Я измеряю входную рану и описываю, как она выглядит и где в точности находится; изучаю раневой канал, находя все места, пробитые узким лезвием, об этом я могу теперь сказать с уверенностью.
— Если вы взглянете на рану, то отчетливо увидите два заостренных уголка отверстия, проделанного двумя острыми краями, — объясняю я Анне.
— Понимаю. — В ее глазах за пластиковыми очками заметно сомнение.
— Но посмотрите сюда. Раневой канал заканчивается у сердца. Видите, как идентичны оба края раны — какие они острые? — Я подвожу лампу ближе и передаю ей лупу.
— Немного отличаются от раны на спине, — говорит Анна.
— Да.

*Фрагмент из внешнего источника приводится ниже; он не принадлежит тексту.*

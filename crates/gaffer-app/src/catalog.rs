// Player catalog loading from CSV.
//
// One row per player. The `rating` column may be left empty, in which case
// the rating is derived from the attributes for the player's position.

use std::collections::{HashMap, HashSet};
use std::io::Read;
use std::path::Path;

use serde::Deserialize;
use thiserror::Error;
use tracing::{info, warn};

use gaffer_core::player::{Attributes, Player, PlayerId, Position};

#[derive(Debug, Error)]
pub enum CatalogError {
    #[error("failed to open player catalog {path}: {source}")]
    Io {
        path: String,
        source: std::io::Error,
    },

    #[error("failed to read player catalog {path}: {source}")]
    Csv { path: String, source: csv::Error },

    #[error("player catalog {path} has no usable rows")]
    Empty { path: String },
}

// ---------------------------------------------------------------------------
// Raw CSV row
// ---------------------------------------------------------------------------

#[derive(Debug, Deserialize)]
struct RawPlayerRow {
    id: PlayerId,
    name: String,
    position: String,
    club: String,
    nationality: String,
    pace: u8,
    shooting: u8,
    passing: u8,
    defending: u8,
    dribbling: u8,
    physical: u8,
    #[serde(default)]
    rating: Option<u8>,
    price: u64,
}

impl RawPlayerRow {
    fn into_player(self) -> Option<Player> {
        let position = Position::from_str_pos(&self.position)?;
        let attributes = Attributes {
            pace: self.pace,
            shooting: self.shooting,
            passing: self.passing,
            defending: self.defending,
            dribbling: self.dribbling,
            physical: self.physical,
        };
        let mut player = Player::with_derived_rating(
            self.id,
            self.name.trim(),
            position,
            self.club.trim(),
            self.nationality.trim(),
            attributes,
            self.price,
        );
        if let Some(rating) = self.rating {
            player.rating = rating;
        }
        Some(player)
    }
}

fn load_players_from_reader<R: Read>(rdr: R) -> Result<Vec<Player>, csv::Error> {
    let mut reader = csv::ReaderBuilder::new().trim(csv::Trim::All).from_reader(rdr);
    // Fails on unreadable or non-UTF-8 headers.
    reader.headers()?;
    let mut players: Vec<Player> = Vec::new();
    let mut seen: HashSet<PlayerId> = HashSet::new();

    for result in reader.deserialize::<RawPlayerRow>() {
        let raw = match result {
            Ok(raw) => raw,
            Err(e) => {
                warn!("skipping malformed player row: {}", e);
                continue;
            }
        };
        let (id, name, position) = (raw.id, raw.name.clone(), raw.position.clone());
        let Some(player) = raw.into_player() else {
            warn!("skipping player {} '{}': unknown position '{}'", id, name.trim(), position);
            continue;
        };
        if !seen.insert(player.id) {
            warn!("skipping duplicate player id {} ('{}')", player.id, player.name);
            continue;
        }
        players.push(player);
    }

    Ok(players)
}

// ---------------------------------------------------------------------------
// PlayerCatalog
// ---------------------------------------------------------------------------

/// The reference player pool, in file order, with lookup by id.
#[derive(Debug, Clone, Default)]
pub struct PlayerCatalog {
    players: Vec<Player>,
    by_id: HashMap<PlayerId, usize>,
}

impl PlayerCatalog {
    pub fn new(players: Vec<Player>) -> Self {
        let by_id = players.iter().enumerate().map(|(i, p)| (p.id, i)).collect();
        PlayerCatalog { players, by_id }
    }

    pub fn load(path: &Path) -> Result<Self, CatalogError> {
        let file = std::fs::File::open(path).map_err(|e| CatalogError::Io {
            path: path.display().to_string(),
            source: e,
        })?;
        let players = load_players_from_reader(file).map_err(|e| CatalogError::Csv {
            path: path.display().to_string(),
            source: e,
        })?;
        if players.is_empty() {
            return Err(CatalogError::Empty {
                path: path.display().to_string(),
            });
        }
        info!("Loaded {} players from {}", players.len(), path.display());
        Ok(Self::new(players))
    }

    pub fn get(&self, id: PlayerId) -> Option<&Player> {
        self.by_id.get(&id).map(|&i| &self.players[i])
    }

    pub fn all(&self) -> &[Player] {
        &self.players
    }

    pub fn by_position(&self, position: Position) -> Vec<&Player> {
        self.players.iter().filter(|p| p.position == position).collect()
    }

    pub fn len(&self) -> usize {
        self.players.len()
    }

    pub fn is_empty(&self) -> bool {
        self.players.is_empty()
    }
}

#[cfg(test)]
mod tests {
    use super::*;
    use std::path::PathBuf;

    const HEADER: &str =
        "id,name,position,club,nationality,pace,shooting,passing,defending,dribbling,physical,rating,price\n";

    #[test]
    fn parses_rows_and_derives_missing_rating() {
        let csv_data = format!(
            "{HEADER}\
1,Aaron Holt,GK,Northbridge,England,50,20,60,80,30,70,,180000000
2,Bruno Sal,ATT,Harbour City,Portugal,88,86,70,30,84,72,91,250000000
"
        );
        let players = load_players_from_reader(csv_data.as_bytes()).unwrap();
        assert_eq!(players.len(), 2);

        let gk = &players[0];
        assert_eq!(gk.position, Position::Goalkeeper);
        assert_eq!(gk.price, 180_000_000);
        assert_eq!(gk.rating, gk.attributes.rating_for(Position::Goalkeeper));

        assert_eq!(players[1].rating, 91);
        assert_eq!(players[1].club, "Harbour City");
    }

    #[test]
    fn accepts_long_position_names() {
        let csv_data = format!("{HEADER}7,Dee Fender,Defender,A,B,1,1,1,1,1,1,,10\n");
        let players = load_players_from_reader(csv_data.as_bytes()).unwrap();
        assert_eq!(players[0].position, Position::Defender);
    }

    #[test]
    fn skips_bad_rows_and_keeps_the_rest() {
        let csv_data = format!(
            "{HEADER}\
1,Good One,MID,A,B,50,50,50,50,50,50,,100
2,Bad Position,STRIKER,A,B,50,50,50,50,50,50,,100
3,Bad Number,DEF,A,B,fast,50,50,50,50,50,,100
4,Negative Price,DEF,A,B,50,50,50,50,50,50,,-5
5,Good Two,ATT,A,B,50,50,50,50,50,50,,100
"
        );
        let players = load_players_from_reader(csv_data.as_bytes()).unwrap();
        let ids: Vec<PlayerId> = players.iter().map(|p| p.id).collect();
        assert_eq!(ids, vec![1, 5]);
    }

    #[test]
    fn duplicate_ids_keep_first() {
        let csv_data = format!(
            "{HEADER}\
9,First,MID,A,B,50,50,50,50,50,50,,100
9,Second,ATT,A,B,50,50,50,50,50,50,,200
"
        );
        let players = load_players_from_reader(csv_data.as_bytes()).unwrap();
        assert_eq!(players.len(), 1);
        assert_eq!(players[0].name, "First");
    }

    #[test]
    fn catalog_lookup_and_filter() {
        let csv_data = format!(
            "{HEADER}\
1,Keeper,GK,A,B,50,50,50,50,50,50,,100
2,Back,DEF,A,B,50,50,50,50,50,50,,100
3,Back Two,DEF,A,B,50,50,50,50,50,50,,100
"
        );
        let catalog = PlayerCatalog::new(load_players_from_reader(csv_data.as_bytes()).unwrap());
        assert_eq!(catalog.len(), 3);
        assert_eq!(catalog.get(2).map(|p| p.name.as_str()), Some("Back"));
        assert!(catalog.get(42).is_none());
        assert_eq!(catalog.by_position(Position::Defender).len(), 2);
        assert!(catalog.by_position(Position::Attacker).is_empty());
    }

    #[test]
    fn missing_file_is_io_error() {
        let path = std::env::temp_dir().join("gaffer_catalog_does_not_exist.csv");
        assert!(matches!(PlayerCatalog::load(&path), Err(CatalogError::Io { .. })));
    }

    fn scratch_file(name: &str, contents: &[u8]) -> PathBuf {
        let path = std::env::temp_dir().join(format!("gaffer_catalog_{}_{name}.csv", std::process::id()));
        std::fs::write(&path, contents).unwrap();
        path
    }

    #[test]
    fn wrong_headers_are_an_empty_catalog_error() {
        let path = scratch_file("wrong_headers", b"player,pos,cost\n1,GK,100\n2,DEF,100\n");
        assert!(matches!(PlayerCatalog::load(&path), Err(CatalogError::Empty { .. })));
        let _ = std::fs::remove_file(&path);
    }

    #[test]
    fn non_utf8_header_is_csv_error() {
        let path = scratch_file("bad_header", b"id,\xff\xfename\n1,x\n");
        assert!(matches!(PlayerCatalog::load(&path), Err(CatalogError::Csv { .. })));
        let _ = std::fs::remove_file(&path);
    }

    #[test]
    fn bundled_player_data_loads() {
        let path = PathBuf::from(env!("CARGO_MANIFEST_DIR")).join("data/players.csv");
        let catalog = PlayerCatalog::load(&path).unwrap();
        assert_eq!(catalog.len(), 32);
        for position in Position::ALL {
            assert!(!catalog.by_position(position).is_empty(), "no {position}");
        }
        let holt = catalog.get(1).unwrap();
        assert_eq!(holt.position, Position::Goalkeeper);
        assert_eq!(holt.price, 180_000_000);
    }
}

Это потому, что, когда лезвие достигло сердечной мышцы, оно вошло в нее не так уж глубоко — лишь слегка пробило кончиком. — Я показываю ей. — Вошел кончик, а за ним — и все лезвие, и, как вы можете видеть, один из краев раны немного притуплен и слегка вытянут. Особенно это заметно здесь, где лезвие пробило левую почку и продолжило движение.
— Думаю, я понимаю, что вы хотите сказать.
— Это не то, чего можно ожидать от ножа-бабочки, обвалочного ножа для мяса, кинжала — словом, всего, что имеет две заостренные кромки, от кончика лезвия до рукоятки. Здесь было нечто с копьевидным наконечником — острое с обеих сторон у самого кончика, но в то же время лишь с одной заостренной кромкой, наподобие некоторых боевых ножей, в частности ножа Боуи
[44]
или штыка, у которых кончик лезвия заострен с обоих краев, что облегчает проникновение внутрь. Итак, что мы имеем: линейное входное отверстие в три восьмых дюйма; оба края раны — острые, один немного более притупленный, по сравнению с другим. Далее ширина увеличивается до пяти восьмых дюйма.
Я замеряю, и Анна заносит данные в диаграмму.
— Итак, лезвие достигает трех восьмых дюйма у своего кончика и пяти восьмых — в самой широкой своей части. Довольно узкое. Почти как стилет, — говорит она.
— Но у стилета обе кромки — заостренные, все лезвие такое.
— Может, какой-то самопал? Такая штука, которая впрыскивает нечто взрывающееся.
— Не вызывая термических повреждений или ожогов. По сути, то, что мы наблюдаем, больше похоже на заморозку, при которой ткани становятся жесткими и обесцвеченными, — напоминаю я, замеряя расстояние от раны на спине убитого до макушки. — Двадцать шесть дюймов, в двух дюймах слева от середины позвоночника. Направление: вверх и вперед, с большой подкожной и тканевой эмфиземой вдоль раневого канала. Лезвие прошло через поперечный отросток позвонка в области левого двенадцатого ребра, параспинальную мышцу, периренальный жир, левый надпочечник, левую почку, диафрагму, левое легкое и перикард и уткнулось в сердце.